[[ Data excerpts open ]]

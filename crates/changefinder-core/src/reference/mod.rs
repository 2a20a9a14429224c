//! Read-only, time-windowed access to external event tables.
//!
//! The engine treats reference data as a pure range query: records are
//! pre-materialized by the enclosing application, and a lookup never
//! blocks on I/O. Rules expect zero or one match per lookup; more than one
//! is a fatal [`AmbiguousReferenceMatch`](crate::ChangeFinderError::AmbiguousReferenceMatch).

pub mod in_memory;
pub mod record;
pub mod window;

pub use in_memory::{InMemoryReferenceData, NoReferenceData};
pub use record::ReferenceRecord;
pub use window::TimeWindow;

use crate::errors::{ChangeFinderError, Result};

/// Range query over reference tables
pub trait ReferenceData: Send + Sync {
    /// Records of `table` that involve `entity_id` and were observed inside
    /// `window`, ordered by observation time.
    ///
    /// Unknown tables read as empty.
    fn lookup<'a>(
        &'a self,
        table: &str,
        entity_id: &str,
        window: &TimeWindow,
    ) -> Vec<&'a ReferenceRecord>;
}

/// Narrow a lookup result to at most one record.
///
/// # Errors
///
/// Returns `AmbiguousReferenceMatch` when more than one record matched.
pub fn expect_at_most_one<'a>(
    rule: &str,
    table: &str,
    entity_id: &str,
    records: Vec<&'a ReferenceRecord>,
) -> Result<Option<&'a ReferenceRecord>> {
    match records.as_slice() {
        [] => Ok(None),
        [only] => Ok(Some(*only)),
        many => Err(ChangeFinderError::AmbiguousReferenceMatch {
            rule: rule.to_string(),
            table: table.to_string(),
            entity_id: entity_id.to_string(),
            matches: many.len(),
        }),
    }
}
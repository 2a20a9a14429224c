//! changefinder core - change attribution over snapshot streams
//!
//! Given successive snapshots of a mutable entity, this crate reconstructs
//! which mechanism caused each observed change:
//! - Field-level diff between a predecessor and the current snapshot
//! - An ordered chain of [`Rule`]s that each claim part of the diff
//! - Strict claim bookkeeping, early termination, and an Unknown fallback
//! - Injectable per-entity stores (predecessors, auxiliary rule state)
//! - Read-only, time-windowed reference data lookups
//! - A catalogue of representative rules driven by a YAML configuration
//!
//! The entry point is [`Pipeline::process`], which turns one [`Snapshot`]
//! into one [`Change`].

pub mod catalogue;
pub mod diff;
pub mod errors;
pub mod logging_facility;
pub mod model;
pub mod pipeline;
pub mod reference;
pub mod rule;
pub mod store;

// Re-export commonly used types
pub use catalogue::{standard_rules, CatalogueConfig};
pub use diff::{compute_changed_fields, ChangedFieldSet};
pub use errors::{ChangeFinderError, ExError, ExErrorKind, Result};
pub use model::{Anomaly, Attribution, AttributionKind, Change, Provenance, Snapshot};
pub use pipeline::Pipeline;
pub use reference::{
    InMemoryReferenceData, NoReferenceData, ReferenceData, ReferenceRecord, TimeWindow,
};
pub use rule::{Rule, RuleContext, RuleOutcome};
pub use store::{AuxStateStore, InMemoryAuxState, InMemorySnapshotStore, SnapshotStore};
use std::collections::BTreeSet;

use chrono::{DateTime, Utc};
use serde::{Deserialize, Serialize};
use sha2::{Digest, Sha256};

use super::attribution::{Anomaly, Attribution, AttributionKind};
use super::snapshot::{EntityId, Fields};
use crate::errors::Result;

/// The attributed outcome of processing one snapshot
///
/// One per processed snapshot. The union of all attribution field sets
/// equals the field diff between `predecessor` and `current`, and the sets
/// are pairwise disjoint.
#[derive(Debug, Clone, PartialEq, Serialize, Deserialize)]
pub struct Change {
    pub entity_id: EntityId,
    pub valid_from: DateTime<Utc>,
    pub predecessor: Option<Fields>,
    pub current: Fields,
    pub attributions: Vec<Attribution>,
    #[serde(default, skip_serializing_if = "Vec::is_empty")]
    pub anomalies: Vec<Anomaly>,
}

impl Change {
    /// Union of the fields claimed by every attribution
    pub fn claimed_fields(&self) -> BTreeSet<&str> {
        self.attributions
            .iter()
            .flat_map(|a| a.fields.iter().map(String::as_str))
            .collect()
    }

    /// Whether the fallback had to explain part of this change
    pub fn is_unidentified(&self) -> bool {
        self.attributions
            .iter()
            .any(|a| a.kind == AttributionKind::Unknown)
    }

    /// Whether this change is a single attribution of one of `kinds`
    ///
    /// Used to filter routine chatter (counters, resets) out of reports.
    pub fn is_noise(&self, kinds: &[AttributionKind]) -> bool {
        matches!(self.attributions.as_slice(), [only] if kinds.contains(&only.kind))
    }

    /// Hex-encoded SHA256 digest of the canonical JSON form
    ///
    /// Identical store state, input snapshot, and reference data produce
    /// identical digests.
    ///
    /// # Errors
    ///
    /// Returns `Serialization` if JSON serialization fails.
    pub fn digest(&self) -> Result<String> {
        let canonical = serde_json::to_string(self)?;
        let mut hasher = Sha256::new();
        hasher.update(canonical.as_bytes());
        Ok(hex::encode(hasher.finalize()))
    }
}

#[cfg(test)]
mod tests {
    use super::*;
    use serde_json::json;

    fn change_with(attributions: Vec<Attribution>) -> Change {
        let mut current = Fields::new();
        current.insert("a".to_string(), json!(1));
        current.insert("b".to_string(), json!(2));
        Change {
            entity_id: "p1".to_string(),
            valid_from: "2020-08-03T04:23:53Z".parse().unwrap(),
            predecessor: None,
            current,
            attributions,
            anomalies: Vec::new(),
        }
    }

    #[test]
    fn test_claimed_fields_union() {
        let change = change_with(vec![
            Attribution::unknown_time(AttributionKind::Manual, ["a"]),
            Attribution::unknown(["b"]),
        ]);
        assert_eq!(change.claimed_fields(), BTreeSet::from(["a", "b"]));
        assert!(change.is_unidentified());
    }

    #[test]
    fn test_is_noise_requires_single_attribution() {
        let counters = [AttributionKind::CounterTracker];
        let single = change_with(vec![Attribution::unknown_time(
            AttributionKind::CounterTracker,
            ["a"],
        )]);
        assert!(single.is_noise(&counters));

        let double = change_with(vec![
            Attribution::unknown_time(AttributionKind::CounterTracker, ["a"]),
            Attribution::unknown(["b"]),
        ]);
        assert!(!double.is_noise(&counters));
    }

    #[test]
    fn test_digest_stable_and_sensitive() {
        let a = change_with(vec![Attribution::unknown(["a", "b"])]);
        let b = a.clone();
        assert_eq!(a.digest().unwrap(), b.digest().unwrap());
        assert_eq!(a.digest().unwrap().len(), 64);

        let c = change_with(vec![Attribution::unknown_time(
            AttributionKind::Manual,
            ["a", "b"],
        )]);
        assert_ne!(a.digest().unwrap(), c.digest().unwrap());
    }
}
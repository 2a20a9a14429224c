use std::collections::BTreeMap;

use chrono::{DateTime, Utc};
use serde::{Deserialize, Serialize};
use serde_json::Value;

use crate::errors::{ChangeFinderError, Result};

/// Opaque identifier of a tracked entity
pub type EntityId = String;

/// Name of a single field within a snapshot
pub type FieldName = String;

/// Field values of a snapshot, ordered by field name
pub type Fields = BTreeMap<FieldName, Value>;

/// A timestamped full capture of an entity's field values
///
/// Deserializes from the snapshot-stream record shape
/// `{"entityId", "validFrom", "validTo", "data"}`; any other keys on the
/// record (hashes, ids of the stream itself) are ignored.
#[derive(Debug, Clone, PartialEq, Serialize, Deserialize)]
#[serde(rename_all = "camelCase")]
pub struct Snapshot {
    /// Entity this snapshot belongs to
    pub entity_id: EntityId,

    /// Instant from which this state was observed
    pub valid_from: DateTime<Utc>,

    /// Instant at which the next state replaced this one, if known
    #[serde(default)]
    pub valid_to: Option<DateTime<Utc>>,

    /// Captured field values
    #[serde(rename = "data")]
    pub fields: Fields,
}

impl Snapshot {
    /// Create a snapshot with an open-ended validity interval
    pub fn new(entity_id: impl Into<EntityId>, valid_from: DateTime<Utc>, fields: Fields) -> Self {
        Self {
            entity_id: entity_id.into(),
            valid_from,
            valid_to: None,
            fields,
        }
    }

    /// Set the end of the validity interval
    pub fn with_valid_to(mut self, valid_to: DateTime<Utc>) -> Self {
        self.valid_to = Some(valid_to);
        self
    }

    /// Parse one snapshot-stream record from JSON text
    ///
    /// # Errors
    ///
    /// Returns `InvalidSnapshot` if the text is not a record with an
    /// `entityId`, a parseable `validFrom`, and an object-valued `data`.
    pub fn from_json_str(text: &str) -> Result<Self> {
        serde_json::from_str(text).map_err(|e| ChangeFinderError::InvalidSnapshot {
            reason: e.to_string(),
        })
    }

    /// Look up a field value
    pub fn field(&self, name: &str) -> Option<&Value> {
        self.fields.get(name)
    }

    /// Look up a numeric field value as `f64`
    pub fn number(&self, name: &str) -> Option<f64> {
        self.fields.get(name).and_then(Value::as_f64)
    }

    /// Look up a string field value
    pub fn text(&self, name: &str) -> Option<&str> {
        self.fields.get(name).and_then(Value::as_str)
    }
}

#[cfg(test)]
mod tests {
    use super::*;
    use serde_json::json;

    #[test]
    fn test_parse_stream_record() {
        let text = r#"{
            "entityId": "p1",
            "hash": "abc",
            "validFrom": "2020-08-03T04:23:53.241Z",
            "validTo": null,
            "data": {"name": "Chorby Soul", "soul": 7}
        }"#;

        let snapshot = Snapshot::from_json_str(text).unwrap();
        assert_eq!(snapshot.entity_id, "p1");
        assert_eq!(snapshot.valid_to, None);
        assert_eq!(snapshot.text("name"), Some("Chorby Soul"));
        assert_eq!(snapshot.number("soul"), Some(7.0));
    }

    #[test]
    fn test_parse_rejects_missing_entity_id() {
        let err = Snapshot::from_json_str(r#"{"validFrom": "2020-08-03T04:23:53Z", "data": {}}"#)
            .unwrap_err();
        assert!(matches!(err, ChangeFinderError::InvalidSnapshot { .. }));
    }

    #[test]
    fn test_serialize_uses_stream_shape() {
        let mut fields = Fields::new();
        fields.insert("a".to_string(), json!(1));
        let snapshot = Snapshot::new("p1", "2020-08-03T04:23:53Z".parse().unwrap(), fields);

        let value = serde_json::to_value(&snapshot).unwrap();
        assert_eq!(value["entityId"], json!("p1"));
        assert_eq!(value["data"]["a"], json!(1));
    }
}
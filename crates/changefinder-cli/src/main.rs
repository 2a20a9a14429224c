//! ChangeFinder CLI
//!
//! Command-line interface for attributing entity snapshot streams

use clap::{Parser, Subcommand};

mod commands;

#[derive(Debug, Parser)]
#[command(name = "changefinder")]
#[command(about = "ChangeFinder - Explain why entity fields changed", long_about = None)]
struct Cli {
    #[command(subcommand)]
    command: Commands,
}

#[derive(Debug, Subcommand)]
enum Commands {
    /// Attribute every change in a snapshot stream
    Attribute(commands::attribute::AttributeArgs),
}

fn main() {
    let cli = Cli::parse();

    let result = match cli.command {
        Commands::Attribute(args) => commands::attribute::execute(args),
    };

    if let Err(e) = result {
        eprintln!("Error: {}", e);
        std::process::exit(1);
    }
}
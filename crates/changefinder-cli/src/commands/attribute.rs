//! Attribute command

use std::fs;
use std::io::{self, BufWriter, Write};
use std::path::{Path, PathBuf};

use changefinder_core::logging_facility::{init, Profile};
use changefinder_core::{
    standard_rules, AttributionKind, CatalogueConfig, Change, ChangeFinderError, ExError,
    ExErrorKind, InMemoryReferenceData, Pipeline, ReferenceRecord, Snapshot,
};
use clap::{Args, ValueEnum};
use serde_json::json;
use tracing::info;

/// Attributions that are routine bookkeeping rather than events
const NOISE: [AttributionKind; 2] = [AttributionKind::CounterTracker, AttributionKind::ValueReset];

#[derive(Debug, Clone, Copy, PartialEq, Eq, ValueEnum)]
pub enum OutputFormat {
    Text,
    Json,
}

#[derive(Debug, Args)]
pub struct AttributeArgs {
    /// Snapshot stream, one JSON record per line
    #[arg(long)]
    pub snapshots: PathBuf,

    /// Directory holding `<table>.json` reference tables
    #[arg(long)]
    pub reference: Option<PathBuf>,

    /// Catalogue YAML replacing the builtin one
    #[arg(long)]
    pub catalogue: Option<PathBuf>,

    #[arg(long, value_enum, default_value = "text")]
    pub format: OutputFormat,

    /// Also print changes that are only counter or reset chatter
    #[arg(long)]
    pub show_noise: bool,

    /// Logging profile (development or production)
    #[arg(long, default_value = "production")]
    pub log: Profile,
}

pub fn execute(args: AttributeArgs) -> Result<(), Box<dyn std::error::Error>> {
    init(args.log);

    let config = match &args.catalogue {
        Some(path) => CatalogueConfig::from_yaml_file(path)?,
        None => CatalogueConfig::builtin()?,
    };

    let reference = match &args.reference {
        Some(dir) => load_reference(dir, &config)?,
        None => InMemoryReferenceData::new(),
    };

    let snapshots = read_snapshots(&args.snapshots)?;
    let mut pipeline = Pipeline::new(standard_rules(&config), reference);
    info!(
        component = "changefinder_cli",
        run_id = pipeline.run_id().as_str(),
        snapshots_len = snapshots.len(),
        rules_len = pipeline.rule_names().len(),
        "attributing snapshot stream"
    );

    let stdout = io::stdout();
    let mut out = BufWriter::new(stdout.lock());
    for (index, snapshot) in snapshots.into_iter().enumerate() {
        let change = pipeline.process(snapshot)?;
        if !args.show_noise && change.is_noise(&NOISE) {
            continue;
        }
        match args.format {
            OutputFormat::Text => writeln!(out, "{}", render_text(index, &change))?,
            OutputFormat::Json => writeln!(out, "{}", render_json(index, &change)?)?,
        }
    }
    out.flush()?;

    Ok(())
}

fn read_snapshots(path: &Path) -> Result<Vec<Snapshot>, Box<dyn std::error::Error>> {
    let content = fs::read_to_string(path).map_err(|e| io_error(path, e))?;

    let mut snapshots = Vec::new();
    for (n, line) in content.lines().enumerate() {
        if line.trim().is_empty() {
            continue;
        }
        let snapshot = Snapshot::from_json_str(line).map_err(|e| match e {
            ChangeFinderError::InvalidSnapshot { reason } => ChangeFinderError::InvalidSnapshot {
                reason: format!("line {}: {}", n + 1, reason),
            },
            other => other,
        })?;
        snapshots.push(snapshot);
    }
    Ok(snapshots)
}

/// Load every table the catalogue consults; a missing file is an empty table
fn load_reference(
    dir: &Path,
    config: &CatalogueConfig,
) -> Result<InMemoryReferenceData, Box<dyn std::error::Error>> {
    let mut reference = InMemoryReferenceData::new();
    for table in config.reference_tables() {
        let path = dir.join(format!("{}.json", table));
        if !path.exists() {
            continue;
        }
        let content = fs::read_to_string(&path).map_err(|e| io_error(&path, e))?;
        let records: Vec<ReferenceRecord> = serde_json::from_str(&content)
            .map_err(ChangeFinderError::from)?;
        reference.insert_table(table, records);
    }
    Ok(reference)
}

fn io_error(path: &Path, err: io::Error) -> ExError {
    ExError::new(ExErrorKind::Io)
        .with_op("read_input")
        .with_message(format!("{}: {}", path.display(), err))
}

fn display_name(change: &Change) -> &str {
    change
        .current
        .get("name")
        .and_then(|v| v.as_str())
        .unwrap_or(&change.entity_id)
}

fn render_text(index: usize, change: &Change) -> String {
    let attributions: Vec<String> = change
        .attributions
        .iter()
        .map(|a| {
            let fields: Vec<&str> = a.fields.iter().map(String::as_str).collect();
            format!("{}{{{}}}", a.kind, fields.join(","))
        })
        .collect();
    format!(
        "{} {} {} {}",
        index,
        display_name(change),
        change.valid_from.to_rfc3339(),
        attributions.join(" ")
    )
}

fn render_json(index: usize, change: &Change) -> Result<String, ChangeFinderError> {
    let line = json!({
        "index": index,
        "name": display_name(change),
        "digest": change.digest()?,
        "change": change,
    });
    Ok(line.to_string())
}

[[ Data excerpts closed ]]

#### What is being asked:
Report how many lines in these entries contain "diff". Answer with the number only.

#### Exercise output:
5